ただ組み合わせているのではない。何がすごいかというと、両主題の元の速度が全く違うことをものともせず、面白く作り上げてしまったこと。譜例1はAndantino、譜例2は何とPresto。
これで曲に統一感をもたらしている。
2)ビゼー「アルルの女第2組曲」終曲「ファランドール」(譜例略)
この曲のどこに、テーマ同士の組み合わせがあるか、探してみよう。
ボロディンと似たタイプの組み合わせをしている曲。
…ちょっと変な解説。ファランドールでのテーマ同士の組み合わせ。ピアノで弾いてみよう。
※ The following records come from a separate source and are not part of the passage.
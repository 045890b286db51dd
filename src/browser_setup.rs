//! Locating, downloading and launching Chrome

use anyhow::{Context, Result};
use chromiumoxide::browser::{Browser, BrowserConfigBuilder, HeadlessMode};
use chromiumoxide::fetcher::{BrowserFetcher, BrowserFetcherOptions};
use futures::StreamExt;
use std::path::PathBuf;
use std::time::Duration;
use tokio::task;
use tracing::{debug, error, info, trace, warn};

use crate::frame_source::BrowserSession;
use crate::utils::constants::CHROME_USER_AGENT;

/// Explicit browser binary, checked before anything else
pub const BROWSER_PATH_VAR: &str = "CHROMIUM_PATH";

const BROWSER_NAMES: &[&str] = &[
    "google-chrome",
    "google-chrome-stable",
    "chromium",
    "chromium-browser",
];

const MACOS_APP_BUNDLES: &[&str] = &[
    "/Applications/Google Chrome.app/Contents/MacOS/Google Chrome",
    "/Applications/Chromium.app/Contents/MacOS/Chromium",
];

/// Locate a local Chrome or Chromium
///
/// `CHROMIUM_PATH` wins when it names a file. After that the usual binary
/// names are looked up on `PATH`, then the macOS app bundles.
#[must_use]
pub fn find_browser_executable() -> Option<PathBuf> {
    if let Some(path) = std::env::var_os(BROWSER_PATH_VAR).map(PathBuf::from) {
        if path.is_file() {
            debug!(path = %path.display(), "Using browser from {BROWSER_PATH_VAR}");
            return Some(path);
        }
        warn!(path = %path.display(), "{BROWSER_PATH_VAR} is not a file, ignoring it");
    }

    let search_dirs: Vec<PathBuf> = std::env::var_os("PATH")
        .map(|paths| std::env::split_paths(&paths).collect())
        .unwrap_or_default();

    let found = search_dirs
        .iter()
        .flat_map(|dir| BROWSER_NAMES.iter().map(move |name| dir.join(name)))
        .chain(MACOS_APP_BUNDLES.iter().copied().map(PathBuf::from))
        .find(|candidate| candidate.is_file());

    match &found {
        Some(path) => debug!(path = %path.display(), "Found local browser"),
        None => warn!("No local Chrome/Chromium found"),
    }
    found
}

/// Download Chromium into the user cache directory and return its executable
pub async fn download_managed_browser() -> Result<PathBuf> {
    let cache_dir = dirs::cache_dir()
        .unwrap_or_else(std::env::temp_dir)
        .join("icims_jobs_scraper")
        .join("chromium");

    std::fs::create_dir_all(&cache_dir)
        .with_context(|| format!("Failed to create {}", cache_dir.display()))?;

    info!(dir = %cache_dir.display(), "Downloading managed Chromium");
    let options = BrowserFetcherOptions::builder()
        .with_path(&cache_dir)
        .build()
        .context("Failed to build fetcher options")?;
    let revision = BrowserFetcher::new(options)
        .fetch()
        .await
        .context("Failed to download Chromium")?;

    Ok(revision.executable_path)
}

/// Launch a browser for a single fetch.
///
/// Each call gets its own profile directory under the system temp dir; the
/// returned session removes it again when closed or dropped.
///
/// Site isolation and web security are disabled so that the portal's
/// cross-origin iframe document is readable from the top page.
pub async fn launch_browser(headless: bool) -> Result<BrowserSession> {
    let chrome_path = match find_browser_executable() {
        Some(path) => path,
        None => download_managed_browser().await?,
    };

    let user_data_dir = std::env::temp_dir().join(format!(
        "icims_chrome_{}_{}",
        std::process::id(),
        uuid::Uuid::new_v4().simple()
    ));
    std::fs::create_dir_all(&user_data_dir).context("Failed to create user data directory")?;

    let mut builder = BrowserConfigBuilder::default()
        .request_timeout(Duration::from_secs(30))
        .window_size(1920, 1080)
        .user_data_dir(user_data_dir.clone())
        .chrome_executable(chrome_path);

    builder = if headless {
        builder.headless_mode(HeadlessMode::default())
    } else {
        builder.with_head()
    };

    let browser_config = builder
        .arg(format!("--user-agent={CHROME_USER_AGENT}"))
        .arg("--disable-blink-features=AutomationControlled")
        .arg("--disable-web-security")
        .arg("--disable-features=IsolateOrigins,site-per-process")
        .arg("--disable-extensions")
        .arg("--no-first-run")
        .arg("--no-default-browser-check")
        .arg("--no-sandbox")
        .arg("--mute-audio")
        .build()
        .map_err(|e| anyhow::anyhow!("Failed to build browser config: {e}"))?;

    info!(headless, "Launching browser");
    let (browser, mut handler) = Browser::launch(browser_config)
        .await
        .context("Failed to launch browser")?;

    let handler_task = task::spawn(async move {
        while let Some(event) = handler.next().await {
            match event {
                Ok(()) => {}
                Err(e) if is_undecodable_cdp_message(&e.to_string()) => {
                    trace!("Ignoring undecodable CDP message: {}", e);
                }
                Err(e) => error!("Browser handler error: {}", e),
            }
        }
        trace!("Browser handler stopped");
    });

    Ok(BrowserSession::new(browser, handler_task, user_data_dir))
}

/// Chrome sends CDP events chromiumoxide has no types for; they surface as
/// deserialization errors and carry nothing we need
fn is_undecodable_cdp_message(message: &str) -> bool {
    message.contains("data did not match any variant of untagged enum Message")
        || message.contains("Failed to deserialize WS response")
}
//! Tests for the type-safe configuration builder

use icims_jobs_scraper::ScraperConfig;
use icims_jobs_scraper::config::ListingSelectors;
use icims_jobs_scraper::utils::{DEFAULT_LISTING_URL, LISTING_ROW_SELECTOR};
use std::path::Path;
use std::time::Duration;

#[test]
fn default_portal_matches_original_settings() {
    let config = ScraperConfig::default_portal().unwrap();

    assert_eq!(config.listing_url(), DEFAULT_LISTING_URL);
    assert_eq!(config.table_name(), "jobs");
    assert_eq!(config.output_path(), Path::new("scrapedJobData.json"));
    assert_eq!(config.listing_selectors().row, LISTING_ROW_SELECTOR);
    assert_eq!(config.description_selector(), "p");
    assert!(config.headless());
}

#[test]
fn builder_optional_fields_have_defaults() {
    let config = ScraperConfig::builder()
        .listing_url("https://careers-example.icims.com/jobs/search")
        .build()
        .unwrap();

    assert_eq!(config.readiness_timeout(), Duration::from_secs(30));
    assert_eq!(config.poll_interval(), Duration::from_millis(250));
    assert_eq!(config.page_load_timeout(), Duration::from_secs(30));
}

#[test]
fn builder_with_all_optional_fields() {
    let selectors = ListingSelectors {
        row: "ul.jobs > li".to_string(),
        title: "h2".to_string(),
        link: "a.apply".to_string(),
    };

    // Optional setters work before and after the required field
    let config = ScraperConfig::builder()
        .table_name("jobs_staging")
        .listing_url("https://careers-example.icims.com/jobs/search")
        .output_path("/tmp/jobs.json")
        .listing_selectors(selectors.clone())
        .description_selector("div.description p")
        .readiness_timeout(Duration::from_secs(5))
        .poll_interval(Duration::from_millis(50))
        .page_load_timeout(Duration::from_secs(10))
        .build()
        .unwrap();

    assert_eq!(config.table_name(), "jobs_staging");
    assert_eq!(config.output_path(), Path::new("/tmp/jobs.json"));
    assert_eq!(config.listing_selectors(), &selectors);
    assert_eq!(config.description_selector(), "div.description p");
    assert_eq!(config.readiness_timeout(), Duration::from_secs(5));
    assert_eq!(config.poll_interval(), Duration::from_millis(50));
    assert_eq!(config.page_load_timeout(), Duration::from_secs(10));
}

#[test]
fn invalid_listing_row_selector_fails_build() {
    let result = ScraperConfig::builder()
        .listing_url("https://careers-example.icims.com/jobs/search")
        .listing_selectors(ListingSelectors {
            row: "div[".to_string(),
            title: "h3".to_string(),
            link: "a".to_string(),
        })
        .build();

    assert!(result.is_err());
}

#[test]
fn empty_table_name_fails_build() {
    let result = ScraperConfig::builder()
        .listing_url("https://careers-example.icims.com/jobs/search")
        .table_name("  ")
        .build();

    assert!(result.is_err());
}
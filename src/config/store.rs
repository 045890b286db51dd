//! Document-store connection settings
//!
//! Read once at startup from the process environment (a `.env` file is
//! loaded by `main` through `dotenvy` before this runs).

use std::fmt;

pub const REGION_VAR: &str = "AWS_REGION";
pub const ACCESS_KEY_ID_VAR: &str = "AWS_ACCESS_KEY_ID";
pub const SECRET_ACCESS_KEY_VAR: &str = "AWS_SECRET_ACCESS_KEY";

/// Static access key pair
#[derive(Clone, PartialEq, Eq)]
pub struct StaticCredentials {
    pub access_key_id: String,
    pub secret_access_key: String,
}

// Keep the secret out of logs
impl fmt::Debug for StaticCredentials {
    fn fmt(&self, f: &mut fmt::Formatter<'_>) -> fmt::Result {
        f.debug_struct("StaticCredentials")
            .field("access_key_id", &self.access_key_id)
            .field("secret_access_key", &"<redacted>")
            .finish()
    }
}

/// Region and credentials for the DynamoDB client
#[derive(Debug, Clone, Default, PartialEq, Eq)]
pub struct StoreConfig {
    /// `None` falls back to the SDK's region provider chain
    pub region: Option<String>,
    /// `None` falls back to the SDK's default credential chain
    pub credentials: Option<StaticCredentials>,
}

impl StoreConfig {
    /// Read region and key pair from the process environment
    #[must_use]
    pub fn from_env() -> Self {
        Self::from_lookup(|key| std::env::var(key).ok())
    }

    /// Build from an arbitrary variable lookup
    ///
    /// Empty values count as unset. Credentials are only used when both
    /// halves of the pair are present.
    pub fn from_lookup<F>(lookup: F) -> Self
    where
        F: Fn(&str) -> Option<String>,
    {
        let get = |key: &str| lookup(key).filter(|value| !value.trim().is_empty());

        let credentials = match (get(ACCESS_KEY_ID_VAR), get(SECRET_ACCESS_KEY_VAR)) {
            (Some(access_key_id), Some(secret_access_key)) => Some(StaticCredentials {
                access_key_id,
                secret_access_key,
            }),
            (Some(_), None) | (None, Some(_)) => {
                tracing::warn!(
                    "Only one of {ACCESS_KEY_ID_VAR}/{SECRET_ACCESS_KEY_VAR} is set, \
                     using the default credential chain"
                );
                None
            }
            (None, None) => None,
        };

        Self {
            region: get(REGION_VAR),
            credentials,
        }
    }
}
//! Core configuration types for the scraper

use std::path::PathBuf;
use std::time::Duration;

/// CSS selectors locating listing rows and their fields inside the frame
#[derive(Debug, Clone, PartialEq, Eq)]
pub struct ListingSelectors {
    /// One match per job row
    pub row: String,
    /// Title heading, relative to a row
    pub title: String,
    /// Detail-page anchor, relative to a row
    pub link: String,
}

/// Main configuration struct for a scrape run
#[derive(Debug, Clone)]
pub struct ScraperConfig {
    /// **INVARIANT:** parses as an absolute http(s) URL (checked in builder).
    pub(crate) listing_url: String,
    pub(crate) table_name: String,
    pub(crate) output_path: PathBuf,
    pub(crate) headless: bool,

    /// **INVARIANT:** every selector compiles (checked in builder).
    pub(crate) listing_selectors: ListingSelectors,
    pub(crate) description_selector: String,

    /// Upper bound on the frame readiness poll
    ///
    /// The poll returns as soon as the readiness selector matches inside the
    /// frame. Pages that never render it fail with a timeout after this long.
    ///
    /// Default: 30 seconds
    pub(crate) readiness_timeout: Duration,

    /// Delay between readiness probes
    ///
    /// Default: 250 milliseconds
    pub(crate) poll_interval: Duration,

    /// Timeout for `page.goto()` operations
    ///
    /// Default: 30 seconds
    pub(crate) page_load_timeout: Duration,
}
組み合わせるからにはメロディ同士の音がきれいにハマった感じが欲しいのだが…なんと結構ぶつかっていてうまく「組み合わされていない」音が多く、面喰らってしまう。
この曲はビゼーの死後、ギローという人が編曲したものだが、ずっとドローン(バグパイプの低音のような音)が続いてややエキゾチックなスタイルなので、調子が合わない方がむしろ良いのかも。
3)シューマン「ピアノ5重奏曲」第2楽章
ロンド形式(ABACABA)で書かれているが、テーマAは暗く陰鬱。
テーマCで火がついたように暴れまくる。その後暗いテーマA が再現される時に、その直前のC部分のリズムを対旋律として上手く挿入している。
言ってみればこれもテーマ同士の組み合わせだが、このような細かい例まで入れれば、無数にあるといってよい
最後に、フランクの交響曲第2楽章について、フランクが考えたかもしれない結論を。
最初に挙げた第2楽章のAのメロディ。これは確かに第2楽章用に作られたが、常に物寂しい情趣を含むものとしてのみ扱ってきた。そして上記のようなオブリガート”x”に乗せて少し複雑な物言いをしてきた。でもこのメロディで言いたかったもう1つの側面は、実は第3楽章の300小節で初めてメロディをフォルテで歌わせた時だ。最もシンプルに朗々と歌わせる。このシンプルさを表現するには、第2楽章でシンプルにする訳にはいかなかった。
これで納得?(笑)
何とも言えないですね。でも循環形式という言葉が先行するのでなく、フランク自身の内的な必然性がこのような形式を生んだと考えるなら、シンプルであるべきものを第3楽章にのみ置いたことはうなずける。第2楽章でAが完結しては困るのだ。だから”x” のようなものと組み合わせてどこか平坦でない世界を築いた。私はそこに過剰反応した、ともいえる。